## Records provided

___

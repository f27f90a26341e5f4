use serde::Serialize;
use tracing::{debug, info, warn};

use crate::catalog::contigs::ContigCatalog;
use crate::core::object::ObjectDescription;
use crate::core::types::ObjectId;
use crate::store::{ObjectStore, StoreError};
use crate::validation::messages::Category;
use crate::validation::report::ValidationReport;
use crate::validation::rows::{
    FieldNames, GriRowValidator, RowRangeChecker, RowStats, RowValidator, Sampling,
};
use crate::validation::schema::{has_genomic_index, validate_types, ColumnBinding};

/// Default number of bytes read per flat file sample
pub const DEFAULT_SAMPLE_LENGTH: usize = 1;

/// Configuration for the validation engine
#[derive(Debug, Clone)]
pub struct ValidatorConfig {
    /// Read a short sequence sample from the flat file for rows that pass
    pub sample_flat_file: bool,
    /// Bytes read per sample
    pub sample_length: usize,
    /// Sample every n-th row (1 = every row)
    pub sample_every: u64,
    /// Store at most this many findings; further ones are only counted
    pub max_findings: Option<usize>,
}

impl Default for ValidatorConfig {
    fn default() -> Self {
        Self {
            sample_flat_file: false,
            sample_length: DEFAULT_SAMPLE_LENGTH,
            sample_every: 1,
            max_findings: None,
        }
    }
}

/// Last stage a validation run completed
#[derive(Debug, Clone, Copy, PartialEq, Eq, Serialize)]
#[serde(rename_all = "snake_case")]
pub enum Stage {
    Start,
    SchemaChecked,
    ContigResolved,
    RowsChecked,
    IndexChecked,
    Done,
}

impl std::fmt::Display for Stage {
    fn fmt(&self, f: &mut std::fmt::Formatter<'_>) -> std::fmt::Result {
        let name = match self {
            Self::Start => "start",
            Self::SchemaChecked => "schema checked",
            Self::ContigResolved => "contig set resolved",
            Self::RowsChecked => "rows checked",
            Self::IndexChecked => "index checked",
            Self::Done => "done",
        };
        write!(f, "{name}")
    }
}

/// Result of validating one object
#[derive(Debug, Clone, Serialize)]
pub struct ValidationOutcome {
    pub object: ObjectId,
    pub valid: bool,
    pub stage: Stage,
    pub report: ValidationReport,
    pub stats: RowStats,
}

/// Validates GRI gtables held in an object store
pub struct GriValidator<'a> {
    store: &'a dyn ObjectStore,
    config: ValidatorConfig,
}

impl<'a> GriValidator<'a> {
    /// Create a validator with default configuration
    #[must_use]
    pub fn new(store: &'a dyn ObjectStore) -> Self {
        Self::with_config(store, ValidatorConfig::default())
    }

    #[must_use]
    pub fn with_config(store: &'a dyn ObjectStore, config: ValidatorConfig) -> Self {
        Self { store, config }
    }

    /// Describe and validate an object
    ///
    /// # Errors
    ///
    /// Returns a `StoreError` if the object itself cannot be described. Every
    /// other problem is a finding in the returned outcome.
    pub fn validate(&self, id: &ObjectId) -> Result<ValidationOutcome, StoreError> {
        let desc = self.store.describe(id)?;
        Ok(self.validate_description(&desc))
    }

    /// Validate an object that has already been described.
    ///
    /// Schema and contig set problems stop the run at their stage. Row
    /// problems never do. The verdict is valid iff no error was recorded.
    #[must_use]
    pub fn validate_description(&self, desc: &ObjectDescription) -> ValidationOutcome {
        info!("Validating {}", desc.id);
        let mut report = ValidationReport::new().with_max_findings(self.config.max_findings);
        let mut run = Run {
            stage: Stage::Start,
            stats: RowStats::default(),
        };

        self.run(desc, &mut report, &mut run);
        if run.stage == Stage::IndexChecked {
            run.stage = Stage::Done;
        }

        let valid = report.is_valid();
        info!(
            "{} is {} ({} errors, {} warnings, stopped at {})",
            desc.id,
            if valid { "valid" } else { "invalid" },
            report.error_count(),
            report.warning_count(),
            run.stage
        );

        ValidationOutcome {
            object: desc.id.clone(),
            valid,
            stage: run.stage,
            report,
            stats: run.stats,
        }
    }

    fn run(&self, desc: &ObjectDescription, report: &mut ValidationReport, run: &mut Run) {
        if !validate_types(desc, report) {
            return;
        }
        let Some(binding) = ColumnBinding::bind(desc, report) else {
            return;
        };
        run.stage = Stage::SchemaChecked;
        debug!("Schema of {} checked", desc.id);

        let mut catalog = match ContigCatalog::resolve(self.store, &desc.details) {
            Ok(catalog) => catalog,
            Err(e) => {
                debug!("Contig set of {} not resolved: {e}", desc.id);
                report.record(e.category(), e.params());
                return;
            }
        };
        if let Err(e) = catalog.resolve_flat_index(self.store) {
            warn!("Ignoring flat sequence file of {}: {e}", catalog.contig_set.id);
            report.record(Category::FlatIndexInvalid, vec![e.to_string()]);
        }
        run.stage = Stage::ContigResolved;

        let mut checker = RowRangeChecker::new(catalog, FieldNames::from(&binding));
        if self.config.sample_flat_file {
            checker = checker.with_sampling(Sampling {
                store: self.store,
                length: self.config.sample_length,
                every: self.config.sample_every,
            });
        }
        let has_index = has_genomic_index(desc, &binding);
        let mut validator = GriRowValidator::new(binding, checker, has_index);

        match self.store.rows(&desc.id) {
            Ok(rows) => {
                for row in rows {
                    match row {
                        Ok(row) => {
                            validator.validate_row(&row, report);
                        }
                        Err(e) => validator.record_unreadable(&e.to_string(), report),
                    }
                }
            }
            Err(e) => report.record(Category::RowFetchFail, vec![e.to_string()]),
        }
        run.stats = validator.stats();
        run.stage = Stage::RowsChecked;
        debug!(
            "Checked {} rows of {} ({} invalid)",
            run.stats.rows_checked, desc.id, run.stats.rows_invalid
        );

        validator.final_validate(report);
        run.stage = Stage::IndexChecked;
    }
}

struct Run {
    stage: Stage,
    stats: RowStats,
}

___

## Activity
Your answer should be the exact lines above from the one with "let mut catalog" through the one with "if let Err(e)", both included, and nothing besides.

## Written response
        let mut catalog = match ContigCatalog::resolve(self.store, &desc.details) {
            Ok(catalog) => catalog,
            Err(e) => {
                debug!("Contig set of {} not resolved: {e}", desc.id);
                report.record(e.category(), e.params());
                return;
            }
        };
        if let Err(e) = catalog.resolve_flat_index(self.store) {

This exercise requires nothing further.